**Exercise objective:**
The expected reply is all of the data, returned exactly.

**Input data:**
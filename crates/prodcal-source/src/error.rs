//! Error types for page retrieval and annotation extraction

use std::path::{Path, PathBuf};

use prodcal_calendar::CalendarError;
use thiserror::Error;

/// Result type alias for source operations
pub type Result<T> = std::result::Result<T, SourceError>;

/// Error type for source operations
#[derive(Error, Debug)]
pub enum SourceError {
    /// Request could not be sent or its body not read
    #[error("Request to {url} failed: {source}")]
    Http {
        /// Requested URL
        url: String,
        /// Underlying transport error
        source: reqwest::Error,
    },

    /// Server answered with a non-success status
    #[error("Request to {url} returned HTTP {status}")]
    Status {
        /// Requested URL
        url: String,
        /// Response status
        status: reqwest::StatusCode,
    },

    /// Saved page could not be read
    #[error("Failed to read page {path}: {source}")]
    Read {
        /// Path to the page
        path: PathBuf,
        /// Underlying I/O error
        source: std::io::Error,
    },

    /// A CSS selector failed to compile
    #[error("Invalid selector: {0}")]
    Selector(String),

    /// The page contains no month tables
    #[error("No calendar tables found in page")]
    NoCalendarTables,

    /// The page contains more month tables than a year has months
    #[error("Found {0} month tables, expected at most 12")]
    TooManyMonths(usize),

    /// An annotated cell does not hold a day number
    #[error("Month {month}: annotated cell '{text}' is not a day number")]
    BadDayNumber {
        /// Month the cell belongs to (1-12)
        month: u32,
        /// Cell text
        text: String,
    },

    /// Extracted data violates a calendar invariant
    #[error(transparent)]
    Calendar(#[from] CalendarError),
}

impl SourceError {
    /// Create a read error
    #[inline]
    #[must_use = "returns SourceError for file read failures"]
    pub fn read_error<P: AsRef<Path>>(path: P, source: std::io::Error) -> Self {
        Self::Read {
            path: path.as_ref().to_path_buf(),
            source,
        }
    }
}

**Worked solution:**
filename crates/prodcal-source/src/error.rs
//! Error types for page retrieval and annotation extraction

use std::path::{Path, PathBuf};

use prodcal_calendar::CalendarError;
use thiserror::Error;

/// Result type alias for source operations
pub type Result<T> = std::result::Result<T, SourceError>;

/// Error type for source operations
#[derive(Error, Debug)]
pub enum SourceError {
    /// Request could not be sent or its body not read
    #[error("Request to {url} failed: {source}")]
    Http {
        /// Requested URL
        url: String,
        /// Underlying transport error
        source: reqwest::Error,
    },

    /// Server answered with a non-success status
    #[error("Request to {url} returned HTTP {status}")]
    Status {
        /// Requested URL
        url: String,
        /// Response status
        status: reqwest::StatusCode,
    },

    /// Saved page could not be read
    #[error("Failed to read page {path}: {source}")]
    Read {
        /// Path to the page
        path: PathBuf,
        /// Underlying I/O error
        source: std::io::Error,
    },

    /// A CSS selector failed to compile
    #[error("Invalid selector: {0}")]
    Selector(String),

    /// The page contains no month tables
    #[error("No calendar tables found in page")]
    NoCalendarTables,

    /// The page contains more month tables than a year has months
    #[error("Found {0} month tables, expected at most 12")]
    TooManyMonths(usize),

    /// An annotated cell does not hold a day number
    #[error("Month {month}: annotated cell '{text}' is not a day number")]
    BadDayNumber {
        /// Month the cell belongs to (1-12)
        month: u32,
        /// Cell text
        text: String,
    },

    /// Extracted data violates a calendar invariant
    #[error(transparent)]
    Calendar(#[from] CalendarError),
}

impl SourceError {
    /// Create a read error
    #[inline]
    #[must_use = "returns SourceError for file read failures"]
    pub fn read_error<P: AsRef<Path>>(path: P, source: std::io::Error) -> Self {
        Self::Read {
            path: path.as_ref().to_path_buf(),
            source,
        }
    }
}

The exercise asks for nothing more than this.